Level 23
orderBy('ticket_status', 'ASC') should not give you all new tickets.. did you even try this? it will give you tickets ordered by status -
Nov 14, 2018
6
Level 2
Retrieve model with where conditions
Hi everyone,
I'm writing what is essentially a support ticket system. At the moment I retrieve tickets similar to this:
$tickets = Ticket::where('user_id', \Auth::user()->id)->orderBy('created_at', 'DESC')->get();
So this gets me all tickets that were created by the currently logged in user. Now each ticket has a ticket_status_id column which is an integer, similar to the following:
10 - new tickets 11 - re-opened tickets 20 - awaiting customer response 99 - closed
What I would like to do, rather than just sorting by the date the ticket was created is to group them by ticket status first, so anything that isn't ticket_status_id 99 appears first thus moving all closed tickets to the end of the list.
I don't think I simply want to orderBy('ticket_status', 'ASC') as this will give me all the new tickets, then the others, what i want is to essentially treat anything that isn't 99 as open (thus the same and order by created_at) and anything that is 99 as closed.
I think this is the query I want to run in terms of MySQL:
SELECT if (ticket_status_id = 99, 1, 0) as is_closed, tickets.* FROMticketsORDER BY is_closed ASC, created_at DESC
However, I'm not sure how I can manipulate a model to run this query for me and return a collection as objects as expected?
I hope that makes sense, any help is greatly appreciated.
Level 51
If you want your tickets grouped into sub-collections, and ordered by the creation date, you could do:
$tickets = Ticket::where('user_id', \Auth::user()->id)->get()->groupBy('status_id')->each(function ($group) {
$group->orderByDesc('created_at');
});
Level 2
@SHEZ1983 - Hi,
Sorry, i don't think i've explained it properly or maybe you've mis-read but I don't simply want them in ticket_status order, if I do this then all the 10s will be together, then the 11's then the 12's etc, I want them ordered by created_at DESC order but with the ticket_status 99's last.
In my original statement when I said "I don't think I simply want to orderBy('ticket_status', 'ASC') as this will give me all the new tickets" i was refering to ordering by ticket status will give me all the tickets with status 10 first (this is the status code for a "New Ticket" as mentioned in my original question).
Not really sure if the "did you even try this" was warranted and maybe I'm reading it in a tone it wasn't intended, but thank you for taking the time to reply.
Level 2
I decided to approach this a different way, unfortunately running two queries but it seems to work.
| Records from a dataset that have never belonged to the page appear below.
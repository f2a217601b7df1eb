mod client;
mod codec;
mod group;
mod listener;
mod prime;
mod session;
mod transport;

pub use client::SrpClient;
pub use codec::{
    biguint_to_bytes, biguint_to_hex, bytes_to_hex, hex_to_biguint, hex_to_bytes, CodecError,
    FrameError,
};
pub use group::{GroupError, GroupParameters};
pub use listener::{accept_loop, spawn_server};
pub use session::{
    Credential, HandshakeOutcome, RejectReason, SessionError, SrpServer, SALT_LEN,
    SESSION_KEY_LEN,
};
pub use transport::{FrameTransport, LineTransport};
$other_tickets_open = Ticket::open()
->where('user_id', '!=', \Auth::user()->id)
->whereIn('client_id', $linked_clients)
->orderBy('created_at', 'DESC')
->get();
$other_tickets_closed = Ticket::closed()
->where('user_id', '!=', \Auth::user()->id)
->whereIn('client_id', $linked_clients)
->orderBy('created_at', 'DESC')
->get();
$other_tickets = $other_tickets_open->merge($other_tickets_closed);
the open and closed local scopes are as:
public function scopeOpen($query)
{
return $query->where('ticket_status_id', '!=', 99);
}
public function scopeClosed($query)
{
return $query->where('ticket_status_id', '=', 99);
}
so basically get all open tickets (everything != 99) ordered by date descending, then get all closed tickets (= 99) ordered by date descending then merge the two collections together.
Level 23
I am not sure how 'fast/efficient' this will be but you could do:
// get all tickets
// then:
$tickets->groupBy(function ($item, $key) {
return $item->status !== 99;
});
then you will get two groups..
Level 2
@SHEZ1983 - Thanks, that looks like a nicer way to do it in one query, I'll definitely give that a try when I can and see how it works out.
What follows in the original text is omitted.